At the end of November, the UK’s Channel 4, one of the country’s main broadcast television channels, aired an hour-long documentary on Carty. Filmmaker Steve Humphries says it was of huge interest because the last British woman to be executed was in 1955, when 28-year-old Ruth Ellis was hanged for murdering her lover.
Humphries’s film, broadcast on a Monday night at 8pm, was watched by almost two million people — double what that time slot would normally attract. Its commissioning editor, David Glover, tells the Observer that he wanted to show it because it was a disturbing, tragic human interest story, but, he says, there were difficulties. “The case was very complicated. TV viewers naturally adopt a ‘whodunnit’ mentality; they’re looking at the screen asking if that person is innocent or guilty. Most people want to be told a simple story and there just isn’t one. The truth is, Carty’s trial was so botched, it was very hard to know the degree of her involvement, if any.” But, he says, there were deeper moral questions. “The film is very much about compassion.”
At the end, the credits gave details of a petition where viewers could sign up to add their names to a list asking for clemency. In the days that followed the broadcast, 50,000 people added their signatures and so many people visited the accompanying website that it crashed. As Glover says, “it struck a chord with the British people.”
Glover is keen to point out, however, that he wouldn’t be so interfering or arrogant to tell the American people how to run their justice system. “Every country has autonomy, but as [Carty] is a British citizen and this wasn’t pointed out at her trial, it’s important to bring this up.”
I ask Steve Humphries what the most compelling part of the Carty saga is for him. “Her defence attorney Jerry Guerinot was offered money by the court to go to St. Kitts but he didn’t go,” he says. “If he had done — like we did — he would have uncovered the story of a public spirited young schoolteacher who was shamed and dismissed from her job when she had a baby outside of marriage. If he’d investigated her story more fully he would have discovered that she’d been raped, beaten and pressurised into becoming a DEA agent, a job which led her into the criminal underworld.
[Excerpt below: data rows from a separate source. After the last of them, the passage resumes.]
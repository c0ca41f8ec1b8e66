//! Document view

use std::fmt;
use std::hash::{Hash, Hasher};

use crate::arena::DocumentData;
use crate::children::Children;
use crate::element::Element;
use crate::node::{Node, NodeRef};

/// Document compatibility mode picked by the tree builder
#[derive(Debug, Clone, Copy, PartialEq, Eq, Hash, Default)]
#[cfg_attr(feature = "serde", derive(serde::Serialize))]
#[cfg_attr(feature = "serde", serde(rename_all = "kebab-case"))]
pub enum QuirksMode {
    #[default]
    NoQuirks,
    LimitedQuirks,
    Quirks,
}

/// DOCTYPE fields; each may be empty but none is absent
#[derive(Debug, Clone, Copy, PartialEq, Eq)]
#[cfg_attr(feature = "serde", derive(serde::Serialize))]
pub struct Doctype<'a> {
    pub name: &'a str,
    pub public_id: &'a str,
    pub system_id: &'a str,
}

/// The document node: parent of `<html>` and of top-level comments
#[derive(Clone, Copy)]
pub struct Document<'a> {
    pub(crate) at: NodeRef<'a>,
    data: &'a DocumentData,
}

impl<'a> Document<'a> {
    pub(crate) fn new(at: NodeRef<'a>, data: &'a DocumentData) -> Self {
        Self { at, data }
    }

    /// Whether the source had a DOCTYPE
    pub fn has_doctype(&self) -> bool {
        self.data.doctype.is_some()
    }

    /// DOCTYPE fields, when the source had one
    pub fn doctype(&self) -> Option<Doctype<'a>> {
        self.data.doctype.as_ref().map(|d| Doctype {
            name: &d.name,
            public_id: &d.public_id,
            system_id: &d.system_id,
        })
    }

    /// DOCTYPE name (empty without a DOCTYPE)
    pub fn name(&self) -> &'a str {
        self.data.doctype.as_ref().map_or("", |d| d.name.as_str())
    }

    /// DOCTYPE public identifier (empty without a DOCTYPE)
    pub fn public_identifier(&self) -> &'a str {
        self.data.doctype.as_ref().map_or("", |d| d.public_id.as_str())
    }

    /// DOCTYPE system identifier (empty without a DOCTYPE)
    pub fn system_identifier(&self) -> &'a str {
        self.data.doctype.as_ref().map_or("", |d| d.system_id.as_str())
    }

    pub fn quirks_mode(&self) -> QuirksMode {
        self.data.quirks_mode
    }

    pub fn children(&self) -> Children<'a> {
        Children::new(self.at.arena, &self.data.children)
    }

    /// First element child (the `<html>` element)
    pub fn root_element(&self) -> Option<Element<'a>> {
        self.children().iter().find_map(|child| child.as_element())
    }

    /// Always 0
    pub fn offset(&self) -> usize {
        0
    }

    pub fn as_node(&self) -> Node<'a> {
        Node::Document(*self)
    }
}

impl PartialEq for Document<'_> {
    fn eq(&self, other: &Self) -> bool {
        self.at == other.at
    }
}

impl Eq for Document<'_> {}

impl Hash for Document<'_> {
    fn hash<H: Hasher>(&self, state: &mut H) {
        self.at.hash(state);
    }
}

impl fmt::Display for Document<'_> {
    fn fmt(&self, f: &mut fmt::Formatter<'_>) -> fmt::Result {
        match &self.data.doctype {
            Some(doctype) => write!(f, "<!DOCTYPE {}>", doctype.name),
            None => f.write_str("<Document>"),
        }
    }
}

impl fmt::Debug for Document<'_> {
    fn fmt(&self, f: &mut fmt::Formatter<'_>) -> fmt::Result {
        f.debug_struct("Document")
            .field("doctype", &self.doctype())
            .field("children", &self.data.children.len())
            .finish()
    }
}

#[cfg(test)]
mod tests {
    use crate::{ArenaBuilder, Namespace, QuirksMode};

    #[test]
    fn test_doctype_fields() {
        let mut b = ArenaBuilder::new();
        b.set_doctype("html", "-//W3C//DTD XHTML 1.1//EN", "");
        b.set_quirks_mode(QuirksMode::LimitedQuirks);
        let arena = b.finish();
        let doc = arena.document().as_document().unwrap();

        assert!(doc.has_doctype());
        assert_eq!(doc.name(), "html");
        assert_eq!(doc.public_identifier(), "-//W3C//DTD XHTML 1.1//EN");
        assert_eq!(doc.system_identifier(), "");
        assert_eq!(doc.quirks_mode(), QuirksMode::LimitedQuirks);
        assert_eq!(doc.to_string(), "<!DOCTYPE html>");
    }

    #[test]
    fn test_no_doctype() {
        let mut b = ArenaBuilder::new();
        let html = b.create_element("html", Namespace::Html, false, 0);
        b.append(b.document(), html);
        let arena = b.finish();
        let doc = arena.document().as_document().unwrap();

        assert!(!doc.has_doctype());
        assert_eq!(doc.doctype(), None);
        assert_eq!(doc.name(), "");
        assert_eq!(doc.to_string(), "<Document>");
        assert_eq!(doc.root_element().unwrap().tag_name(), "html");
    }
}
But perhaps more importantly, to be executed under Texan law she needed to be regarded as a serious danger to the community. And Linda, in my opinion, is not that. She never received the proper defence which was her constitutional right.”
Carty told me that when the death sentence was handed down in the courtroom back in 2001 it felt like a sharp pain running through her body. She felt betrayed by a government she had worked for — and put her life on the line for — for 15 years. And she said the closer she got to the Mountain View Unit, the place she’d call home until her execution, the more she felt like she would be forgotten.
Carty’s daughter, Jovelle, is now mother to two little boys, Jhori, five, and Caden, four. They’re no longer allowed to visit their grandmother. A couple of years ago Jovelle was told a new rule had been imposed that children couldn’t visit if the crime the offender committed involved children. For Jovelle, it makes a hard situation even worse. “We visit once every two to three weeks for just two hours each time. It’d be nice to have contact but we’re not allowed. A hug goes a long way.”
In 2011, for the second year in a row, juries condemned just eight people to death in Texas — the lowest number since the death penalty was reinstated in 1976 after a hiatus. In 2008 and 2009 there were no new death sentences at all in Harris County, where Carty was convicted. Last year there were just three. If Carty’s trial took place today, Carty’s supporters wonder aloud whether she would have been found guilty, let alone sentenced to death.